Entscheidung an unerwarteter Stelle
«Mir war völlig klar, dass ich eineinhalb Kilometer vor Schluss vorne sein musste, wenn ich das angestrebte Gold gewinnen will», erklärt Flückiger. «Und zwar, weil danach das Überholen praktisch nicht mehr möglich war.» Der regionale Topbiker nahm die letzte Steigung zügig, aber nicht mit vollem Speed in Angriff, um auch auf den letzten Metern aus der Pole Position heraus genug Körner zu haben. «Kaum war die Steigung zu Ende, folgte eine bloss etwa 20 Meter lange Fläche. Und exakt dort schnappte mich Nino. Ich war perplex, weil ich an dieser Stelle nicht mit einem Angriff rechnete.» Die letzten Meter waren für Mathias Flückiger äusserst hart. Er wusste genau, dass er Schurter nun nicht mehr überholen kann. «Wieder fehlte nur ganz wenig zum Sieg. Einerseits fuxt es mich enorm, das angestrebte Gold verpasst zu haben. Anderseits war es das zweite Rennen innerhalb einer Woche, in welcher ich mit Nino auf Augenhöhe fuhr. Dies gibt mir für die nächsten Rennen eine gehörige Portion Selbstvertrauen.» So gesehen glänzte Flückigers Silber auch ein bisschen goldig. In den vergangenen Jahren war es gewöhnlich so, dass Schurter unantastbar siegte.

Keine einfache Zeit
Der Vize-Schweizermeister 2020 lebt für den Mountainbikesport. Umso wichtiger ist es für ihn, dass es auch mental passt. «Ich blicke wirklich auf eine bewegte Zeit zurück. Die Trennung von meiner langjährigen Partnerin hat mich sehr beschäftigt und sich auf meine sportliche Aktivität ausgewirkt. Die schwierige Coronavirus-Zeit ohne jegliche Rennen hat dann noch das Ihre dazu beigetragen», blickt Flückiger auf nicht einfache Momente zurück. Nun sieht alles wieder besser aus. Es steht am 23. August in Gstaad noch ein weiteres Swiss Bike Cup-Rennen bevor. Ausserdem sind Weltcuprennen geplant. Auch die Europa- und Weltmeisterschaften sind im Herbst trotz Corona denkbar. So hat «Math» klare Ziele, auf welche er sich fokussieren und hintrainieren kann. Und das Wissen, gleich schnell wie der beste Mountainbiker der Welt zu sein, wird ihn dabei noch einmal mehr beflügeln. Immer auch mit dem ganz grossen Ziel – Olympia 2021 in Tokio – im Hinterkopf.
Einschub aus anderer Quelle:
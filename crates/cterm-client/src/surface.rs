//! Terminal surface controller.
//!
//! Owns the local interactive display: renders decoded channel output,
//! captures keystrokes and resize events, and tracks the viewport
//! geometry. Rendering is delegated to the hosting terminal emulator via
//! crossterm; this module owns only the data pump into and out of it.

use std::sync::atomic::{AtomicBool, Ordering};
use std::sync::Arc;
use std::time::Duration;

use crossterm::event::{self, Event, KeyCode, KeyEvent, KeyEventKind, KeyModifiers};
use crossterm::terminal;
use tokio::io::AsyncWriteExt;
use tokio::sync::mpsc;
use tokio::task::JoinHandle;

use cterm_core::CtermResult;

/// How long the input reader blocks per poll before re-checking its stop
/// flag. Bounds how long a disposed reader thread can linger.
const READ_POLL_INTERVAL: Duration = Duration::from_millis(100);

/// Visible terminal geometry, derived from the rendered surface size.
///
/// Recomputed on every resize trigger and after the initial mount; never
/// persisted and not part of the wire protocol (resize is a local-only
/// concern).
#[derive(Debug, Clone, Copy, PartialEq, Eq)]
pub struct ViewportGeometry {
    pub columns: u16,
    pub rows: u16,
}

/// Events produced by the interactive surface.
#[derive(Debug, Clone, PartialEq, Eq)]
pub enum SurfaceEvent {
    /// Raw bytes from a keystroke or paste, to forward to the channel.
    Input(Vec<u8>),
    /// The surface was resized to (columns, rows).
    Resized(u16, u16),
    /// The user asked to end the session (detach key).
    CloseRequested,
}

/// The seam between the lifecycle coordinator and a concrete display.
///
/// The production implementation is [`CrosstermSurface`]; tests drive the
/// coordinator with an in-memory double.
pub trait Surface: Send {
    /// Attach the display. Must be called before `write` output is
    /// rendered; the initial geometry fit is deferred until the surface
    /// has settled (the coordinator schedules it).
    fn mount(&mut self) -> CtermResult<()>;

    /// Take the surface's event receiver. Yields once, after `mount`.
    fn events(&mut self) -> Option<mpsc::Receiver<SurfaceEvent>>;

    /// Render decoded inbound bytes. Never blocks the caller; rendering
    /// is asynchronous relative to this call.
    fn write(&mut self, bytes: &[u8]);

    /// Recompute the viewport geometry from the current surface size.
    /// Fails silently (logged, never surfaced) when the surface is not
    /// mounted — resize events can race initialization.
    fn fit(&mut self);

    /// The last computed geometry, if any fit has succeeded.
    fn geometry(&self) -> Option<ViewportGeometry>;

    /// Release the display. Idempotent; safe even if `mount` never
    /// completed.
    fn dispose(&mut self);
}

/// Interactive surface over the local terminal via crossterm.
///
/// `mount` enters raw mode and starts a blocking input-reader thread plus
/// an async stdout writer task; `dispose` stops both and restores cooked
/// mode. The resize subscription lives inside the reader thread, so it is
/// scoped to this surface — no process-global listener to leak across
/// repeated open/close cycles.
pub struct CrosstermSurface {
    mounted: bool,
    disposed: bool,
    geometry: Option<ViewportGeometry>,
    stop: Arc<AtomicBool>,
    writer_tx: Option<mpsc::UnboundedSender<Vec<u8>>>,
    writer: Option<JoinHandle<()>>,
    reader: Option<JoinHandle<()>>,
    events_rx: Option<mpsc::Receiver<SurfaceEvent>>,
}

impl CrosstermSurface {
    pub fn new() -> Self {
        Self {
            mounted: false,
            disposed: false,
            geometry: None,
            stop: Arc::new(AtomicBool::new(false)),
            writer_tx: None,
            writer: None,
            reader: None,
            events_rx: None,
        }
    }
}

impl Default for CrosstermSurface {
    fn default() -> Self {
        Self::new()
    }
}

impl Surface for CrosstermSurface {
    fn mount(&mut self) -> CtermResult<()> {
        if self.mounted {
            return Ok(());
        }
        if self.disposed {
            // A racing close beat the mount; do not re-enter raw mode.
            return Err(cterm_core::CtermError::Surface(
                "surface already disposed".into(),
            ));
        }
        terminal::enable_raw_mode()?;
        self.mounted = true;

        // Blocking reader thread: keystrokes, pastes, resize, detach key.
        // Poll-based so the dispose stop flag ends it without waiting for
        // another input event.
        let (events_tx, events_rx) = mpsc::channel::<SurfaceEvent>(64);
        let stop = self.stop.clone();
        let reader = tokio::task::spawn_blocking(move || {
            read_loop(&stop, &events_tx, event::poll, event::read);
        });

        // Async writer task: write() must never block the caller.
        let (writer_tx, mut writer_rx) = mpsc::unbounded_channel::<Vec<u8>>();
        let writer = tokio::spawn(async move {
            let mut stdout = tokio::io::stdout();
            while let Some(bytes) = writer_rx.recv().await {
                if stdout.write_all(&bytes).await.is_err() {
                    break;
                }
                let _ = stdout.flush().await;
            }
        });

        self.events_rx = Some(events_rx);
        self.writer_tx = Some(writer_tx);
        self.writer = Some(writer);
        self.reader = Some(reader);
        Ok(())
    }

    fn events(&mut self) -> Option<mpsc::Receiver<SurfaceEvent>> {
        self.events_rx.take()
    }

    fn write(&mut self, bytes: &[u8]) {
        match &self.writer_tx {
            Some(tx) => {
                let _ = tx.send(bytes.to_vec());
            }
            None => tracing::debug!(len = bytes.len(), "write before mount, dropping"),
        }
    }

    fn fit(&mut self) {
        if !self.mounted {
            // Resize triggers can race initialization; log and move on.
            tracing::debug!("fit before mount, ignoring");
            return;
        }
        match terminal::size() {
            Ok((columns, rows)) => {
                self.geometry = Some(ViewportGeometry { columns, rows });
                tracing::trace!(columns, rows, "viewport geometry refit");
            }
            Err(e) => tracing::debug!("viewport fit failed: {e}"),
        }
    }

    fn geometry(&self) -> Option<ViewportGeometry> {
        self.geometry
    }

    fn dispose(&mut self) {
        if self.disposed {
            return;
        }
        self.disposed = true;
        self.mounted = false;

        // Dropping the sender lets the writer drain queued output (the
        // inline close and error notices) before it exits on its own.
        self.writer_tx = None;
        self.writer.take();

        // The reader exits at its next poll tick.
        self.stop.store(true, Ordering::Relaxed);
        self.reader.take();

        if terminal::is_raw_mode_enabled().unwrap_or(false) {
            let _ = terminal::disable_raw_mode();
        }
    }
}

impl Drop for CrosstermSurface {
    fn drop(&mut self) {
        self.dispose();
    }
}

/// Reader loop for the mounted surface: polls for events until the stop
/// flag is raised, the detach key fires, or the event consumer goes away.
///
/// The poll and read sources are injected so the loop can run against
/// scripted events; production passes `event::poll` / `event::read`.
fn read_loop(
    stop: &AtomicBool,
    events_tx: &mpsc::Sender<SurfaceEvent>,
    mut poll: impl FnMut(Duration) -> std::io::Result<bool>,
    mut read: impl FnMut() -> std::io::Result<Event>,
) {
    while !stop.load(Ordering::Relaxed) {
        match poll(READ_POLL_INTERVAL) {
            Ok(false) => {}
            Ok(true) => match read() {
                Ok(event) => {
                    if !forward_event(event, events_tx) {
                        break;
                    }
                }
                Err(e) => {
                    tracing::warn!("surface event read error: {e}");
                    break;
                }
            },
            Err(e) => {
                tracing::warn!("surface event poll error: {e}");
                break;
            }
        }
    }
}

/// Forward one terminal event into the surface event stream. Returns
/// `false` when the reader loop should end.
fn forward_event(event: Event, events_tx: &mpsc::Sender<SurfaceEvent>) -> bool {
    match event {
        Event::Key(key) => {
            if key.kind == KeyEventKind::Release {
                return true;
            }
            // Ctrl+] detaches, like ssh's escape sequence.
            if key.modifiers.contains(KeyModifiers::CONTROL) && key.code == KeyCode::Char(']') {
                let _ = events_tx.blocking_send(SurfaceEvent::CloseRequested);
                return false;
            }
            match key_event_to_bytes(&key) {
                Some(bytes) => events_tx.blocking_send(SurfaceEvent::Input(bytes)).is_ok(),
                None => true,
            }
        }
        Event::Paste(text) => events_tx
            .blocking_send(SurfaceEvent::Input(text.into_bytes()))
            .is_ok(),
        Event::Resize(cols, rows) => events_tx
            .blocking_send(SurfaceEvent::Resized(cols, rows))
            .is_ok(),
        _ => true,
    }
}

/// Translate a crossterm key event into the raw bytes a remote PTY expects.
fn key_event_to_bytes(event: &KeyEvent) -> Option<Vec<u8>> {
    match event.code {
        KeyCode::Char(c) => {
            if event.modifiers.contains(KeyModifiers::CONTROL) {
                // Ctrl+A = 0x01 .. Ctrl+Z = 0x1a.
                let byte = (c.to_ascii_lowercase() as u8)
                    .wrapping_sub(b'a')
                    .wrapping_add(1);
                if byte <= 26 {
                    return Some(vec![byte]);
                }
            }
            let mut buf = [0u8; 4];
            Some(c.encode_utf8(&mut buf).as_bytes().to_vec())
        }
        KeyCode::Enter => Some(vec![b'\r']),
        KeyCode::Backspace => Some(vec![0x7f]),
        KeyCode::Tab => Some(vec![b'\t']),
        KeyCode::Esc => Some(vec![0x1b]),
        KeyCode::Up => Some(b"\x1b[A".to_vec()),
        KeyCode::Down => Some(b"\x1b[B".to_vec()),
        KeyCode::Right => Some(b"\x1b[C".to_vec()),
        KeyCode::Left => Some(b"\x1b[D".to_vec()),
        KeyCode::Home => Some(b"\x1b[H".to_vec()),
        KeyCode::End => Some(b"\x1b[F".to_vec()),
        KeyCode::PageUp => Some(b"\x1b[5~".to_vec()),
        KeyCode::PageDown => Some(b"\x1b[6~".to_vec()),
        KeyCode::Insert => Some(b"\x1b[2~".to_vec()),
        KeyCode::Delete => Some(b"\x1b[3~".to_vec()),
        KeyCode::F(n) => {
            let seq: &str = match n {
                1 => "\x1bOP",
                2 => "\x1bOQ",
                3 => "\x1bOR",
                4 => "\x1bOS",
                5 => "\x1b[15~",
                6 => "\x1b[17~",
                7 => "\x1b[18~",
                8 => "\x1b[19~",
                9 => "\x1b[20~",
                10 => "\x1b[21~",
                11 => "\x1b[23~",
                12 => "\x1b[24~",
                _ => return None,
            };
            Some(seq.as_bytes().to_vec())
        }
        _ => None,
    }
}
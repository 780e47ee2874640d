//! cterm-core: shared library for the cterm terminal session bridge.
//!
//! Provides the session descriptor model, the text-safe frame codec used on
//! the terminal channel, the error taxonomy, and the abstract transport
//! traits that concrete channel transports implement.

pub mod descriptor;
pub mod error;
pub mod frames;
pub mod transport;

// Re-export commonly used items at crate root.
pub use descriptor::SessionDescriptor;
pub use error::{CtermError, CtermResult};
pub use frames::{Direction, FrameEnvelope};
pub use transport::{TransportPair, TransportSink, TransportStream};
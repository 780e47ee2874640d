//! cterm — interactive terminal sessions against dashboard-managed clusters.
//!
//! Negotiates a terminal session for a named cluster through the
//! dashboard's REST API, then bridges the local terminal to the remote
//! shell over a persistent WebSocket channel.

mod commands;
mod config;

use clap::{Parser, Subcommand};
use tracing::error;

/// cterm — cluster terminal client
#[derive(Parser)]
#[command(
    name = "cterm",
    version = "0.1.0",
    about = "Interactive terminal sessions against dashboard-managed clusters"
)]
struct Cli {
    /// Dashboard base URL
    #[arg(short, long, global = true)]
    dashboard: Option<String>,

    /// Access token for dashboard requests
    #[arg(long, global = true, env = "CTERM_TOKEN")]
    token: Option<String>,

    /// Config file path
    #[arg(long = "config", global = true)]
    config: Option<String>,

    /// Enable verbose output
    #[arg(short, long, global = true)]
    verbose: bool,

    #[command(subcommand)]
    command: Option<Command>,

    /// Positional argument: cluster name (shorthand for `connect`).
    #[arg(trailing_var_arg = true)]
    args: Vec<String>,
}

#[derive(Subcommand)]
enum Command {
    /// Open an interactive terminal session against a cluster
    Connect {
        /// Cluster name
        cluster: String,
    },

    /// Negotiate a session and print the descriptor without connecting
    Resolve {
        /// Cluster name
        cluster: String,
    },
}

#[tokio::main]
async fn main() {
    let cli = Cli::parse();

    // Initialize tracing.
    if cli.verbose {
        tracing_subscriber::fmt()
            .with_env_filter("cterm=debug,cterm_cli=debug,cterm_client=debug,cterm_core=debug")
            .with_target(true)
            .init();
    } else {
        tracing_subscriber::fmt()
            .with_env_filter("cterm=warn,cterm_cli=warn,cterm_client=warn")
            .with_target(false)
            .init();
    }

    // Load config file.
    let config_path = cli.config.clone().unwrap_or_else(|| {
        let home = dirs::home_dir().unwrap_or_default();
        home.join(".cterm")
            .join("config.toml")
            .to_string_lossy()
            .to_string()
    });
    let cfg = config::Config::load(&config_path).unwrap_or_default();

    // CLI flags override config file values.
    let dashboard = cli.dashboard.clone().or_else(|| {
        if cfg.default.dashboard.is_empty() {
            None
        } else {
            Some(cfg.default.dashboard.clone())
        }
    });
    let token = cli.token.clone().or_else(|| {
        if cfg.default.token.is_empty() {
            None
        } else {
            Some(cfg.default.token.clone())
        }
    });

    let Some(dashboard) = dashboard else {
        eprintln!(
            "cterm: no dashboard URL configured\n\
             Pass --dashboard <url> or set `dashboard` in {config_path}"
        );
        std::process::exit(2);
    };

    let result = match cli.command {
        Some(Command::Connect { cluster }) => {
            commands::connect::run(&cluster, &dashboard, token.as_deref()).await
        }
        Some(Command::Resolve { cluster }) => {
            commands::resolve::run(&cluster, &dashboard, token.as_deref()).await
        }
        None => {
            // Positional shorthand: cterm <cluster>
            match cli.args.first() {
                Some(cluster) => {
                    commands::connect::run(cluster, &dashboard, token.as_deref()).await
                }
                None => {
                    eprintln!(
                        "Usage: cterm <cluster>\n       cterm <subcommand>\n\n\
                         Run `cterm --help` for full usage."
                    );
                    std::process::exit(1);
                }
            }
        }
    };

    if let Err(e) = result {
        error!("{:#}", e);
        eprintln!("cterm: {e:#}");
        std::process::exit(1);
    }
}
Lukas Flückiger nahe am Podest
Hinter dem Duell der Giganten sicherte sich beim SM-Rennen in Gränichen der Routinier Lars Forster aus Neuhaus die Bronzemedaille. Lukas Flückiger, der ältere Bruder des Silbergewinners «Math» Flückiger, konnte nach seinem Silbergewinn am Engadin Bike Giro auch am nationalen Titelrennen überzeugen. «Luk» hielt ganz vorne mit und belegte am Ende den starken 4. Rang. Dem 36-jährigen Wyniger fehlten am Ende 40 Sekunden für Edelmetall. Der auf längere Strecken spezialisierte Gettnauer Jeremias Marti gehörte im 36-köpfigen Elitefeld zu jenen 22 Fahrern, welche die gesamten sieben Runden fahren durften.
Auszug aus der Rangliste: Elite Männer (36 Klassierte): 1. Nino Schurter, Chur, 1:24:28,9; 2. Mathias Flückiger, Leimiswil, 1:24:35,5; 3. Lars Forster, Neuhaus, 1:24:39,4; 4. Lukas Flückiger, Wynigen, 1:25:19,5; 5. Filippo Colombo, Bironico, 1:25:51,3; 22. Jeremias Marti, Gettnau, 1:34:57,1.